The website includes an interactive map pinpointing the physical location of each institution. There are also lists of each institution, subdivided into types of organizations as well as what kind of “harms” are being perpetrated. The map shows a complex web that locates the exact location of a variety of institutions and communal organizations and connects them to any government official, educational institution, or other organization with whom they may have interacted. Included on their list of harms are topics such as Zionism, US imperialism, the prison-industrial complex, militarization, and colonialism, to name a few. The project states that their goal in pursuing this project is to “reveal the local entities and networks that enact devastation, so we can dismantle them.” 

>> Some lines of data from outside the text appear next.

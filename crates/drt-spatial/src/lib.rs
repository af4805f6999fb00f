//! `drt-spatial`: road network, spatial snapping, and routing.
//!
//! The dispatch core treats path finding as an external collaborator reached
//! through the [`Router`] trait.  [`DijkstraRouter`] is the reference engine
//! used by the demo and the test suites.
//!
//! # Crate layout
//!
//! | Module      | Contents                                                    |
//! |-------------|-------------------------------------------------------------|
//! | [`network`] | `RoadNetwork` (CSR + R-tree), `RoadNetworkBuilder`          |
//! | [`router`]  | `Router` trait, `Route`, `DijkstraRouter`                   |
//! | [`error`]   | `SpatialError`, `SpatialResult<T>`                          |
//!
//! # Feature flags
//!
//! | Flag    | Effect                                                       |
//! |---------|--------------------------------------------------------------|
//! | `serde` | Derives `Serialize`/`Deserialize` on `Route`.                |

pub mod error;
pub mod network;
pub mod router;


pub use error::{SpatialError, SpatialResult};
pub use network::{RoadNetwork, RoadNetworkBuilder};
pub use router::{DijkstraRouter, Route, Router};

The site has included an explanation, including many specific details, as to what prompted them to add each institution, organization, and person to the list. The Mapping Project accuses Brandeis of being “complicit in propaganda, normalization, and Zionism,” and states that Brandeis “offers its students multiple programs and initiatives which celebrate Israel and whitewash over the realities of Israel's ethnic cleansing of Palestinians.” The site goes on to list specific programs and centers that they believe to be harmful, including the Schusterman Center for Israel Studies, the Crown Center for Middle East Studies, and the Hornstein Jewish Professional Leadership Program. The site spotlights Brandeis’ Israel Initiative, which enables students to study abroad or find internships at Israeli institutions, and allows students from the Ben-Gurion University’s Business School to qualify for financial support and possible credit when they enroll at Brandeis’ International Business School.

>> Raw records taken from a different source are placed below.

//! Request lifecycle registry.
//!
//! Live requests sit in an `FxHashMap` keyed by id; the unplanned ones are
//! additionally kept in a submission-ordered list, which is what the
//! dispatcher drains each cycle.  Requests that reach a final status move to
//! the archive.  Nothing is ever dropped.

use rustc_hash::FxHashMap;

use drt_core::{RequestId, SimTime, VehicleId};

use crate::{CancelReason, DemandError, DemandResult, Request, RequestStatus};

/// A request together with its lifecycle record.
#[derive(Clone, Debug, PartialEq)]
#[cfg_attr(feature = "serde", derive(serde::Serialize, serde::Deserialize))]
pub struct RequestEntry {
    pub request: Request,
    pub status: RequestStatus,
    /// Vehicle the request was committed to.
    pub vehicle: Option<VehicleId>,
    pub planned_pickup: Option<SimTime>,
    pub planned_dropoff: Option<SimTime>,
    pub picked_up_at: Option<SimTime>,
    pub dropped_off_at: Option<SimTime>,
    pub cancelled_at: Option<SimTime>,
}

impl RequestEntry {
    fn new(request: Request) -> Self {
        Self {
            request,
            status: RequestStatus::Unplanned,
            vehicle: None,
            planned_pickup: None,
            planned_dropoff: None,
            picked_up_at: None,
            dropped_off_at: None,
            cancelled_at: None,
        }
    }

    /// `true` between pickup and dropoff.
    pub fn is_onboard(&self) -> bool {
        self.picked_up_at.is_some() && self.dropped_off_at.is_none()
    }

    /// Seconds between submission and actual pickup.
    pub fn wait_secs(&self) -> Option<u64> {
        self.picked_up_at.map(|t| t.saturating_since(self.request.submitted))
    }
}

#[derive(Debug, Default)]
pub struct RequestRegistry {
    active: FxHashMap<RequestId, RequestEntry>,
    unplanned: Vec<RequestId>,
    archive: FxHashMap<RequestId, RequestEntry>,
}

impl RequestRegistry {
    pub fn new() -> Self {
        Self::default()
    }

    /// Register a new request as `Unplanned`.
    pub fn submit(&mut self, request: Request) -> DemandResult<()> {
        let id = request.id;
        if self.active.contains_key(&id) || self.archive.contains_key(&id) {
            return Err(DemandError::DuplicateRequest(id));
        }
        if let Some(w) = request.window {
            if w.latest < w.earliest {
                return Err(DemandError::InvalidRequest {
                    id,
                    reason: format!("window closes at {} before it opens at {}", w.latest, w.earliest),
                });
            }
        }
        tracing::debug!(request = %id, origin = %request.origin, destination = %request.destination, "request submitted");
        self.active.insert(id, RequestEntry::new(request));
        self.unplanned.push(id);
        Ok(())
    }

    /// Unplanned requests in submission order.
    pub fn pending(&self) -> Vec<RequestId> {
        self.unplanned.clone()
    }

    pub fn get(&self, id: RequestId) -> DemandResult<&RequestEntry> {
        self.active
            .get(&id)
            .or_else(|| self.archive.get(&id))
            .ok_or(DemandError::RequestNotFound(id))
    }

    pub fn request(&self, id: RequestId) -> DemandResult<&Request> {
        self.get(id).map(|e| &e.request)
    }

    pub fn status(&self, id: RequestId) -> DemandResult<&RequestStatus> {
        self.get(id).map(|e| &e.status)
    }

    /// `Unplanned → Planned`, recording the vehicle and planned times.
    pub fn mark_planned(
        &mut self,
        id: RequestId,
        vehicle: VehicleId,
        pickup: SimTime,
        dropoff: SimTime,
    ) -> DemandResult<()> {
        let entry = self.active_entry(id)?;
        if entry.status != RequestStatus::Unplanned {
            return Err(transition(id, &entry.status, "planned"));
        }
        entry.status = RequestStatus::Planned;
        entry.vehicle = Some(vehicle);
        entry.planned_pickup = Some(pickup);
        entry.planned_dropoff = Some(dropoff);
        self.unplanned.retain(|&r| r != id);
        Ok(())
    }

    /// `Unplanned | Planned → Cancelled(reason)`; the request is archived.
    pub fn mark_cancelled(&mut self, id: RequestId, reason: CancelReason, at: SimTime) -> DemandResult<()> {
        let entry = self.active_entry(id)?;
        if !matches!(entry.status, RequestStatus::Unplanned | RequestStatus::Planned) {
            return Err(transition(id, &entry.status, "cancelled"));
        }
        tracing::info!(request = %id, %reason, "request cancelled");
        entry.status = RequestStatus::Cancelled(reason);
        entry.cancelled_at = Some(at);
        self.unplanned.retain(|&r| r != id);
        self.archive_entry(id);
        Ok(())
    }

    /// Record boarding of a `Planned` request.
    pub fn mark_picked_up(&mut self, id: RequestId, at: SimTime) -> DemandResult<()> {
        let entry = self.active_entry(id)?;
        if entry.status != RequestStatus::Planned || entry.picked_up_at.is_some() {
            return Err(transition(id, &entry.status, "picked up"));
        }
        entry.picked_up_at = Some(at);
        Ok(())
    }

    /// `Planned → Performed` on dropoff; the request is archived.
    pub fn mark_performed(&mut self, id: RequestId, at: SimTime) -> DemandResult<()> {
        let entry = self.active_entry(id)?;
        if entry.status != RequestStatus::Planned {
            return Err(transition(id, &entry.status, "performed"));
        }
        entry.status = RequestStatus::Performed;
        entry.dropped_off_at = Some(at);
        self.archive_entry(id);
        Ok(())
    }

    pub fn unplanned_count(&self) -> usize {
        self.unplanned.len()
    }

    /// Requests not yet in a final status.
    pub fn active_count(&self) -> usize {
        self.active.len()
    }

    pub fn archived(&self) -> impl Iterator<Item = &RequestEntry> {
        self.archive.values()
    }

    pub fn archived_count(&self) -> usize {
        self.archive.len()
    }

    // ── Private helpers ───────────────────────────────────────────────────

    fn active_entry(&mut self, id: RequestId) -> DemandResult<&mut RequestEntry> {
        if let Some(entry) = self.archive.get(&id) {
            return Err(transition(id, &entry.status, "changed"));
        }
        self.active.get_mut(&id).ok_or(DemandError::RequestNotFound(id))
    }

    fn archive_entry(&mut self, id: RequestId) {
        if let Some(entry) = self.active.remove(&id) {
            self.archive.insert(id, entry);
        }
    }
}

fn transition(id: RequestId, from: &RequestStatus, to: &'static str) -> DemandError {
    DemandError::InvalidTransition { id, from: from.clone(), to }
}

The Mapping Project states that the reason they include universities on their list of perpetrators of harm is that the issues of privatization and medical apartheid are “often facilitated by universities and their corporate partners,” that universities engage in “multiple forms of oppression and produce much of the ruling class,” and that, since universities are often major landholders, they are a “central nexus that ties together many of the harms traced on the map.”

There has been misinformation online calling the project a Boycott, Divestment, and Sanctions project, but the individuals who have created the project have not explicitly aligned themselves with BDS on their website. BDS Boston endorsed the project via Twitter, calling the project “important work,” which subsequently led to the official Twitter account of the larger BDS movement to tweet: “The BDS Movement has no connection to and does not endorse the Mapping Project in Boston, Massachusetts. Simultaneously, we reject and condemn the cynical use of this project as a pretext for repressive attacks on the Palestine solidarity movement.”

Liebowitz noted in the aforementioned email that “the normalization of antisemitic stereotypes has fueled hateful attacks on the Jewish community for more than a millennium, and we must be unequivocal in our denunciation of all who perpetuate them.”